Wednesday 18 December 2013

Walk to work, Koriki style

Kapuna Hospital grounds
As we work on teaching literacy through Uniskript in the Koriki language, we are living at Kapuna Hospital and walking to work at Ara’ava each day.

Leaving in the morning, we wind our way through the Kapuna compound, following the skinny concrete paths designed to save you from sinking into the mud after rain, between staff houses, past the wards and the maternity waiting dorm. Patients in PNG hospitals have to be self supporting, so the families who are looking after them also need somewhere to sleep, cook, do laundry etc. We pass the series of buildings for families to stay in, one building per language group that uses this hospital. We are then nearly at the edge of the property, with just the classroom to go as this is a teaching hospital for community health workers. Student dorms, the store, the workshop and more staff housing are elsewhere on the property.

Sago making spot
As we walk towards Ara’ava, the path is often muddy from overnight rains (this is the dry season!), so I have to watch my step else I slip and fall. The path follows the river downstream and is lined with gardens of banana and sweet potato. There is also a spot for making sago, with its distinctive red-orange leftovers everywhere.
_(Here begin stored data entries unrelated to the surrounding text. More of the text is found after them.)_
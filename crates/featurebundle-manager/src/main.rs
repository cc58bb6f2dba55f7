mod cli;
mod dry_run;

use std::path::Path;
use std::sync::Arc;

use anyhow::{Context, Result};
use clap::Parser;
use featurebundle_controller::config::loader::load_config_with_default_path;
use featurebundle_controller::{
    ControllerConfig, ReconcileRunner, Reconciler, ReferenceIndex, observability,
};
use featurebundle_storage::{InMemoryStore, StoreSnapshot};
use tokio_util::sync::CancellationToken;
use tracing::{info, warn};

use cli::{Cli, Commands, ConsumersArgs, ReconcileArgs};
use dry_run::DryRunDeployer;

#[tokio::main]
async fn main() {
    // .env is optional
    if let Err(e) = dotenvy::dotenv() {
        if !matches!(e, dotenvy::Error::Io(ref io_err) if io_err.kind() == std::io::ErrorKind::NotFound) {
            eprintln!("Warning: Failed to load .env file: {e}");
        }
    }

    observability::init_tracing();

    if let Err(e) = run().await {
        eprintln!("Error: {e:#}");
        std::process::exit(1);
    }
}

async fn run() -> Result<()> {
    let cli = Cli::parse();
    let cfg = load_config_with_default_path(cli.config.as_ref()).context("configuration error")?;
    observability::apply_logging_level(&cfg.logging.level);
    info!(
        concurrent_reconciles = cfg.controller.concurrent_reconciles,
        "Configuration loaded"
    );

    match &cli.command {
        Commands::Reconcile(args) => reconcile(&cfg, args).await,
        Commands::Consumers(args) => consumers(&cfg, args).await,
        Commands::Config => {
            let rendered = toml::to_string_pretty(&cfg).context("failed to render configuration")?;
            print!("{rendered}");
            Ok(())
        }
    }
}

async fn load_store(path: &Path) -> Result<Arc<InMemoryStore>> {
    let raw = tokio::fs::read_to_string(path)
        .await
        .with_context(|| format!("failed to read state file {}", path.display()))?;
    let snapshot: StoreSnapshot = serde_json::from_str(&raw)
        .with_context(|| format!("invalid state file {}", path.display()))?;
    let store = InMemoryStore::from_snapshot(snapshot)
        .await
        .with_context(|| format!("rejected state file {}", path.display()))?;
    Ok(Arc::new(store))
}

/// Runs one pass over the selected control resources. The returned
/// reconciler holds the reference index built during the pass.
async fn run_pass(
    cfg: &ControllerConfig,
    store: Arc<InMemoryStore>,
    only: &[String],
) -> Result<Arc<Reconciler>> {
    let reconciler = Arc::new(
        Reconciler::new(
            store.clone(),
            Arc::new(DryRunDeployer),
            Arc::new(ReferenceIndex::new()),
        )
        .with_settings(cfg.controller.clone()),
    );
    let runner = ReconcileRunner::new(reconciler.clone());

    let names = if only.is_empty() {
        store.bundle_names().await
    } else {
        only.to_vec()
    };
    let cancel = CancellationToken::new();
    let reports = runner.run(names, &cancel).await;

    let mut failures = 0usize;
    for report in &reports {
        match &report.result {
            Ok(outcome) if outcome.is_done() => {
                info!(bundle = %report.name, "Reconciled");
            }
            Ok(outcome) => {
                warn!(
                    bundle = %report.name,
                    failed = ?outcome.failed_features,
                    requeue_after = ?outcome.requeue_delay(),
                    "Reconciled with failures"
                );
            }
            Err(e) => {
                failures += 1;
                warn!(bundle = %report.name, error = %e, "Reconciliation failed");
            }
        }
    }
    if failures > 0 {
        anyhow::bail!("{failures} of {} reconciliations failed", reports.len());
    }
    Ok(reconciler)
}

async fn reconcile(cfg: &ControllerConfig, args: &ReconcileArgs) -> Result<()> {
    let store = load_store(&args.state.state).await?;
    run_pass(cfg, store.clone(), &args.only).await?;

    let snapshot = store.snapshot().await;
    let rendered = serde_json::to_string_pretty(&snapshot)?;
    match &args.output {
        Some(path) => tokio::fs::write(path, rendered)
            .await
            .with_context(|| format!("failed to write {}", path.display()))?,
        None => println!("{rendered}"),
    }
    Ok(())
}

async fn consumers(cfg: &ControllerConfig, args: &ConsumersArgs) -> Result<()> {
    let store = load_store(&args.state.state).await?;
    let reconciler = run_pass(cfg, store, &[]).await?;

    let mut names: Vec<String> = reconciler
        .consumers_for_object(args.kind, args.namespace.as_deref(), &args.name)
        .into_iter()
        .collect();
    names.sort();
    for name in names {
        println!("{name}");
    }
    Ok(())
}
//! Serialized-payload parsing.
//!
//! The payload is the JSON blob the host page embeds per widget. Only a
//! structurally malformed payload is an error; absent or unknown fields
//! default so a half-filled configuration still renders something.

use serde::Deserialize;
use thiserror::Error;

use super::{
    CabinetImage, CabinetOption, Configuration, Hotspot, HotspotKind, ShellOption,
};

#[derive(Debug, Error)]
pub enum ConfigError {
    #[error("malformed configuration payload: {0}")]
    Parse(#[from] serde_json::Error),
}

// ── Raw payload shape ───────────────────────────────────────────────────

#[derive(Debug, Default, Deserialize)]
#[serde(default)]
struct Payload {
    product_title: String,
    enable_cabinet_options: bool,
    enable_shell_options: bool,
    cabinet_section_title: String,
    shell_section_title: String,
    cabinet_options: Vec<CabinetPayload>,
    shell_options: Vec<ShellPayload>,
    hotspots: Vec<HotspotPayload>,
    default_shell: String,
    default_cabinet: String,
}

#[derive(Debug, Default, Deserialize)]
#[serde(default)]
struct CabinetPayload {
    name: String,
    thumbnail_url: String,
}

#[derive(Debug, Default, Deserialize)]
#[serde(default)]
struct ShellPayload {
    name: String,
    preview_url: String,
    cabinet_images: Vec<CabinetImagePayload>,
}

#[derive(Debug, Default, Deserialize)]
#[serde(default)]
struct CabinetImagePayload {
    cabinet: String,
    url: String,
}

#[derive(Debug, Default, Deserialize)]
#[serde(default)]
struct HotspotPayload {
    name: String,
    kind: KindPayload,
    x_percent: f64,
    y_percent: f64,
    top_angle_image: String,
    qr_code_image: String,
}

#[derive(Debug, Default, Deserialize)]
#[serde(rename_all = "snake_case")]
enum KindPayload {
    TopAngle,
    QrCode,
    // serde requires the catch-all variant to be declared last.
    #[default]
    #[serde(other)]
    Selector,
}

// ── Conversion ──────────────────────────────────────────────────────────

/// Parse a serialized payload into a `Configuration`.
///
/// Cross-references (default names vs. option lists) are deliberately not
/// checked here; `SelectionState::initialize_defaults` resolves them.
pub fn parse_payload(payload: &str) -> Result<Configuration, ConfigError> {
    let raw: Payload = serde_json::from_str(payload)?;
    Ok(Configuration {
        product_title: raw.product_title,
        enable_cabinet_options: raw.enable_cabinet_options,
        enable_shell_options: raw.enable_shell_options,
        cabinet_section_title: or_default(raw.cabinet_section_title, "Cabinet Options"),
        shell_section_title: or_default(raw.shell_section_title, "Shell Options"),
        cabinet_options: raw.cabinet_options.into_iter().map(cabinet).collect(),
        shell_options: raw.shell_options.into_iter().map(shell).collect(),
        hotspots: raw.hotspots.into_iter().map(hotspot).collect(),
        default_shell: raw.default_shell,
        default_cabinet: raw.default_cabinet,
    })
}

fn or_default(value: String, fallback: &str) -> String {
    if value.is_empty() { fallback.to_string() } else { value }
}

fn non_empty(value: String) -> Option<String> {
    if value.is_empty() { None } else { Some(value) }
}

fn cabinet(raw: CabinetPayload) -> CabinetOption {
    CabinetOption {
        name: raw.name,
        thumbnail_url: non_empty(raw.thumbnail_url),
    }
}

fn shell(raw: ShellPayload) -> ShellOption {
    ShellOption {
        name: raw.name,
        preview_url: non_empty(raw.preview_url),
        cabinet_images: raw
            .cabinet_images
            .into_iter()
            .map(|entry| CabinetImage {
                cabinet: entry.cabinet,
                url: entry.url,
            })
            .collect(),
    }
}

fn hotspot(raw: HotspotPayload) -> Hotspot {
    let kind = match raw.kind {
        KindPayload::TopAngle => HotspotKind::TopAngle,
        KindPayload::QrCode => HotspotKind::QrCode,
        KindPayload::Selector => HotspotKind::Selector,
    };
    // Only the image field matching the kind survives conversion.
    let top_angle_url = match kind {
        HotspotKind::TopAngle => non_empty(raw.top_angle_image),
        _ => None,
    };
    let qr_code_url = match kind {
        HotspotKind::QrCode => non_empty(raw.qr_code_image),
        _ => None,
    };
    Hotspot {
        name: raw.name,
        kind,
        x_percent: raw.x_percent.clamp(0.0, 100.0),
        y_percent: raw.y_percent.clamp(0.0, 100.0),
        top_angle_url,
        qr_code_url,
    }
}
The bridges over the numerous creeks feeding into the river vary in quality. Some have metal on top, left-overs from WWII. Others are a single log wide, usually with some grip marks hacked in with a bush knife, but still slippery after rain. Most have a few logs, but I often walk on just one log, as practice for the one log bridges. When the tide is out, it can be a long way to the bottom of the creek and I cross the bridges very gingerly. When the tide is in, the water can be nearly up to the bridge level and I wander across the same bridges with little concern, as it would be a short fall and a soft (but wet) landing.

Bridges
Ara’ava village itself is built along the river. The school where we are working is at the far end of the village, so we walk through the whole town, wishing people ‘Vapanima’ as we go. This path can be extremely muddy, so I wave and greet people, but rarely look up from my feet. By the time we come home, a few hours of sunshine have dried out the path and I can look around me as I walk. Depending how late in the day it is, we can be greeting people with ‘Darima!’ or ‘Pukuima’ …or switching back and forth, as people do not all agree if it is still the heat of the day, or the afternoon already. Returning to the hospital our greetings shift to English and Tok Pisin, as the patients are not all Koriki and so have various greetings of their own.

Winding back through the gardens, across the bridges and into the hospital compound, I am shaded by my umbrella. The heat and humidity here makes my head sweat, so hats are uncomfortable, whereas umbrellas provide shade while allowing a breeze… and are handy for when sun changes to rain with little notice.


The final bridge to the house I’m staying in has a cute roof over it and is followed by a flower lined path. I do not know who built it, but it is an odd piece of whimsy and makes me smile as I return home for a shower, a snack and a nap.